Death is one thing that cannot be experienced. It is an irreversible event from which one doesn’t come back. With the person gone, the possibility of experience vanishes with it.

To this philosophical statement, in her new performance, polish choreographer and performer Renata Piotrowska-Auffret, with a distance and humor, opposes the experience of theatre, understood by the theorist Peggy Phelan as the place in which society “rehearses for loss, and especially for death.”

Piotrowska’s solo embodies this rehearsal quite literally. As she attempts to stage the encounter with death, she goes through different scenarios making up a performative diptych that travels through centuries of (in)experience with death while she draws on its artistic, cultural and social representations.

Based on the observations that the contemporary body aspires to defy dying more then ever, and that the omnipresence of death in the media is conversed by its evacuation from our everyday lives, she turns to some historical hallmarks associated with the issues of death and dying, such as dance macabre, ritualistic repetition, personification, violence, exhaustion, gore or eroticism.
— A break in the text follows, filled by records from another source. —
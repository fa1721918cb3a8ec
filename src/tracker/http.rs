use std::time::Duration;

use reqwest::Client;
use tracing::debug;

use super::error::TrackerError;
use super::response::AnnounceResponse;
use crate::metainfo::InfoHash;
use crate::peer::PeerId;

const HTTP_TIMEOUT: Duration = Duration::from_secs(30);

/// The port reported to the tracker in announce requests.
pub const DEFAULT_PORT: u16 = 6881;

/// An HTTP tracker client ([BEP-3]).
///
/// [BEP-3]: http://bittorrent.org/beps/bep_0003.html
pub struct HttpTracker {
    client: Client,
    url: String,
}

impl HttpTracker {
    pub fn new(url: &str) -> Result<Self, TrackerError> {
        if !url.starts_with("http://") && !url.starts_with("https://") {
            return Err(TrackerError::InvalidUrl(url.to_string()));
        }

        let client = Client::builder()
            .timeout(HTTP_TIMEOUT)
            .build()
            .map_err(TrackerError::Http)?;

        Ok(Self {
            client,
            url: url.to_string(),
        })
    }

    /// Announces to the tracker and returns the peer list.
    ///
    /// `left` is the number of bytes still needed; callers on the magnet
    /// path pass a placeholder because the total length is not yet known.
    pub async fn announce(
        &self,
        info_hash: &InfoHash,
        peer_id: &PeerId,
        left: u64,
    ) -> Result<AnnounceResponse, TrackerError> {
        let url = format!(
            "{}?info_hash={}&peer_id={}&port={}&uploaded=0&downloaded=0&left={}&compact=1",
            self.url,
            info_hash.url_encode(),
            url_encode(peer_id.as_bytes()),
            DEFAULT_PORT,
            left,
        );

        debug!(url = %self.url, "announcing to tracker");

        let response = self.client.get(&url).send().await?;
        let status = response.status();
        if !status.is_success() {
            return Err(TrackerError::BadStatus(status.as_u16()));
        }

        let body = response.bytes().await?;
        let announce = AnnounceResponse::from_bytes(&body)?;

        debug!(peers = announce.peers.len(), "tracker replied");
        Ok(announce)
    }

    pub fn url(&self) -> &str {
        &self.url
    }
}

fn url_encode(bytes: &[u8]) -> String {
    bytes
        .iter()
        .map(|&b| {
            if b.is_ascii_alphanumeric() || b == b'-' || b == b'_' || b == b'.' || b == b'~' {
                format!("{}", b as char)
            } else {
                format!("%{:02X}", b)
            }
        })
        .collect()
}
Choreographing it as an elusive partner through its many faces, Piotrowska is trying to track our understanding, or lack thereof of death today.

 

Concept, choreography: Renata Piotrowska-Auffret
Performance: Renata Piotrowska-Auffret
Dramaturgy: Bojana Bauer
Lights: Ewa Garniec and Joanna Leśnierowska
Production: Burdąg Foundation
Partners: Centrum w Ruchu (Warsaw), CSW – Contemporary Art Castle in Warsaw /Pologne, La Briquetrie in Val de Marne (Paris), CND Pantin (Paris), STSpot Theatre (Yokohama), Soho Theatre (Warsaw), Art Stations Foundation (Poznań)

 

Death. Exercises and variations was selected to Aerowaves Twenty17

Photo: Marta Ankiersztejn


 

Reviews

 

Fragment from a review O Death, where is thy spring? by Sanjoy Roy from „The Guardian” (Spring Forward, Aarhus, April 2017):

Piotrowska-Auffret’s solo had me hooked because I had never seen a dance link death and the female body like this before. (…)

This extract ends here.